====== EXTRACTED ENTRIES

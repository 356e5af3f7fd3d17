//! Infra-env entity: the discovery image hosts boot from and register through.

use std::fs;
use std::sync::Arc;

use anyhow::{Context, Result};
use camino::{Utf8Path, Utf8PathBuf};
use tracing::info;

use super::{Entity, EntityCore, wait_for_hosts};
use crate::client::{Host, HostStatus, InfraEnvCreateParams, InfraEnvDetails, InventoryClient};
use crate::config::InfraEnvConfig;
use crate::error::HarnessError;
use crate::id::EntityId;
use crate::nodes::NodeManager;
use crate::wait::WaitPolicy;

const ENTITY_NAME: &str = "infraenv";

pub struct InfraEnv {
    core: EntityCore<InfraEnvConfig>,
}

impl InfraEnv {
    /// Registers a new infra-env, or adopts the one named by
    /// `config.infra_env_id`.
    pub fn new(
        client: Arc<dyn InventoryClient>,
        config: InfraEnvConfig,
        nodes: Option<Arc<dyn NodeManager>>,
    ) -> Result<Self> {
        let mut infra_env = Self {
            core: EntityCore::new(client, config, nodes),
        };
        infra_env.resolve()?;
        Ok(infra_env)
    }

    fn create_params(&self) -> InfraEnvCreateParams {
        let config = self.core.config();
        InfraEnvCreateParams {
            name: config.infra_env_name.clone(),
            openshift_version: config.entity.openshift_version.clone(),
            cpu_architecture: config.entity.cpu_architecture.clone(),
            image_type: config.entity.iso_image_type,
            pull_secret: config.entity.pull_secret.clone(),
            ssh_public_key: config.entity.ssh_public_key.clone(),
            cluster_id: config.cluster_id,
        }
    }

    /// Host statuses that count as discovered.
    ///
    /// Unbound hosts always count; hosts already bound to the infra-env's
    /// cluster report the cluster-side statuses instead.
    fn discovered_statuses(&self, allow_insufficient: bool) -> Vec<HostStatus> {
        let mut statuses = vec![HostStatus::KnownUnbound];
        if allow_insufficient {
            statuses.push(HostStatus::InsufficientUnbound);
        }
        if self.core.config().cluster_id.is_some() {
            statuses.push(HostStatus::Known);
            if allow_insufficient {
                statuses.push(HostStatus::Insufficient);
                statuses.push(HostStatus::PendingForInput);
            }
        }
        statuses
    }
}

impl Entity for InfraEnv {
    type Config = InfraEnvConfig;
    type Details = InfraEnvDetails;

    fn core(&self) -> &EntityCore<InfraEnvConfig> {
        &self.core
    }

    fn core_mut(&mut self) -> &mut EntityCore<InfraEnvConfig> {
        &mut self.core
    }

    fn entity_name(&self) -> &'static str {
        ENTITY_NAME
    }

    fn create(&mut self) -> Result<EntityId> {
        let params = self.create_params();
        let details = self.core.client().create_infra_env(&params)?;
        info!("registered infra-env {} ({})", details.name, details.id);
        Ok(details.id)
    }

    fn update_existing(&mut self, id: EntityId) -> Result<EntityId> {
        let details = self.core.client().get_infra_env(&id)?;
        let config = self.core.config_mut();
        config.infra_env_name = details.name;
        config.entity.openshift_version = details.openshift_version;
        config.entity.iso_image_type = details.image_type;
        config.cluster_id = details.cluster_id;
        Ok(details.id)
    }

    fn download_image(&mut self, iso_download_path: Option<&Utf8Path>) -> Result<Utf8PathBuf> {
        let id = self.core.require_id(ENTITY_NAME)?;
        let dest = self.core.iso_download_path(ENTITY_NAME, iso_download_path)?;

        if let Some(parent) = dest.parent().filter(|p| !p.as_str().is_empty()) {
            fs::create_dir_all(parent).map_err(|e| {
                HarnessError::io(format!("failed to create directory: {}", parent), e)
            })?;
        }

        info!("downloading infra-env {} image to {}", id, dest);
        self.core
            .client()
            .download_infra_env_image(&id, &dest)
            .with_context(|| format!("failed to download image for infra-env {}", id))?;
        Ok(dest)
    }

    fn get_details(&self) -> Result<InfraEnvDetails> {
        let id = self.core.require_id(ENTITY_NAME)?;
        self.core.client().get_infra_env(&id)
    }

    fn wait_until_hosts_are_discovered(
        &self,
        nodes_count: Option<usize>,
        allow_insufficient: bool,
    ) -> Result<Vec<Host>> {
        let id = self.core.require_id(ENTITY_NAME)?;
        let expected = self.core.expected_nodes_count(nodes_count);
        let policy = WaitPolicy::discovery(&self.core.config().entity);
        let statuses = self.discovered_statuses(allow_insufficient);
        wait_for_hosts(ENTITY_NAME, &policy, expected, &statuses, || {
            self.core.client().list_infra_env_hosts(&id)
        })
    }
}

============

● **ASSIGNMENT**: Write out the records. Leave nothing out and change nothing.

● **THE ANSWER**:
repository 356e5af3f7fd3d17
//! Infra-env entity: the discovery image hosts boot from and register through.

use std::fs;
use std::sync::Arc;

use anyhow::{Context, Result};
use camino::{Utf8Path, Utf8PathBuf};
use tracing::info;

use super::{Entity, EntityCore, wait_for_hosts};
use crate::client::{Host, HostStatus, InfraEnvCreateParams, InfraEnvDetails, InventoryClient};
use crate::config::InfraEnvConfig;
use crate::error::HarnessError;
use crate::id::EntityId;
use crate::nodes::NodeManager;
use crate::wait::WaitPolicy;

const ENTITY_NAME: &str = "infraenv";

pub struct InfraEnv {
    core: EntityCore<InfraEnvConfig>,
}

impl InfraEnv {
    /// Registers a new infra-env, or adopts the one named by
    /// `config.infra_env_id`.
    pub fn new(
        client: Arc<dyn InventoryClient>,
        config: InfraEnvConfig,
        nodes: Option<Arc<dyn NodeManager>>,
    ) -> Result<Self> {
        let mut infra_env = Self {
            core: EntityCore::new(client, config, nodes),
        };
        infra_env.resolve()?;
        Ok(infra_env)
    }

    fn create_params(&self) -> InfraEnvCreateParams {
        let config = self.core.config();
        InfraEnvCreateParams {
            name: config.infra_env_name.clone(),
            openshift_version: config.entity.openshift_version.clone(),
            cpu_architecture: config.entity.cpu_architecture.clone(),
            image_type: config.entity.iso_image_type,
            pull_secret: config.entity.pull_secret.clone(),
            ssh_public_key: config.entity.ssh_public_key.clone(),
            cluster_id: config.cluster_id,
        }
    }

    /// Host statuses that count as discovered.
    ///
    /// Unbound hosts always count; hosts already bound to the infra-env's
    /// cluster report the cluster-side statuses instead.
    fn discovered_statuses(&self, allow_insufficient: bool) -> Vec<HostStatus> {
        let mut statuses = vec![HostStatus::KnownUnbound];
        if allow_insufficient {
            statuses.push(HostStatus::InsufficientUnbound);
        }
        if self.core.config().cluster_id.is_some() {
            statuses.push(HostStatus::Known);
            if allow_insufficient {
                statuses.push(HostStatus::Insufficient);
                statuses.push(HostStatus::PendingForInput);
            }
        }
        statuses
    }
}

impl Entity for InfraEnv {
    type Config = InfraEnvConfig;
    type Details = InfraEnvDetails;

    fn core(&self) -> &EntityCore<InfraEnvConfig> {
        &self.core
    }

    fn core_mut(&mut self) -> &mut EntityCore<InfraEnvConfig> {
        &mut self.core
    }

    fn entity_name(&self) -> &'static str {
        ENTITY_NAME
    }

    fn create(&mut self) -> Result<EntityId> {
        let params = self.create_params();
        let details = self.core.client().create_infra_env(&params)?;
        info!("registered infra-env {} ({})", details.name, details.id);
        Ok(details.id)
    }

    fn update_existing(&mut self, id: EntityId) -> Result<EntityId> {
        let details = self.core.client().get_infra_env(&id)?;
        let config = self.core.config_mut();
        config.infra_env_name = details.name;
        config.entity.openshift_version = details.openshift_version;
        config.entity.iso_image_type = details.image_type;
        config.cluster_id = details.cluster_id;
        Ok(details.id)
    }

    fn download_image(&mut self, iso_download_path: Option<&Utf8Path>) -> Result<Utf8PathBuf> {
        let id = self.core.require_id(ENTITY_NAME)?;
        let dest = self.core.iso_download_path(ENTITY_NAME, iso_download_path)?;

        if let Some(parent) = dest.parent().filter(|p| !p.as_str().is_empty()) {
            fs::create_dir_all(parent).map_err(|e| {
                HarnessError::io(format!("failed to create directory: {}", parent), e)
            })?;
        }

        info!("downloading infra-env {} image to {}", id, dest);
        self.core
            .client()
            .download_infra_env_image(&id, &dest)
            .with_context(|| format!("failed to download image for infra-env {}", id))?;
        Ok(dest)
    }

    fn get_details(&self) -> Result<InfraEnvDetails> {
        let id = self.core.require_id(ENTITY_NAME)?;
        self.core.client().get_infra_env(&id)
    }

    fn wait_until_hosts_are_discovered(
        &self,
        nodes_count: Option<usize>,
        allow_insufficient: bool,
    ) -> Result<Vec<Host>> {
        let id = self.core.require_id(ENTITY_NAME)?;
        let expected = self.core.expected_nodes_count(nodes_count);
        let policy = WaitPolicy::discovery(&self.core.config().entity);
        let statuses = self.discovered_statuses(allow_insufficient);
        wait_for_hosts(ENTITY_NAME, &policy, expected, &statuses, || {
            self.core.client().list_infra_env_hosts(&id)
        })
    }
}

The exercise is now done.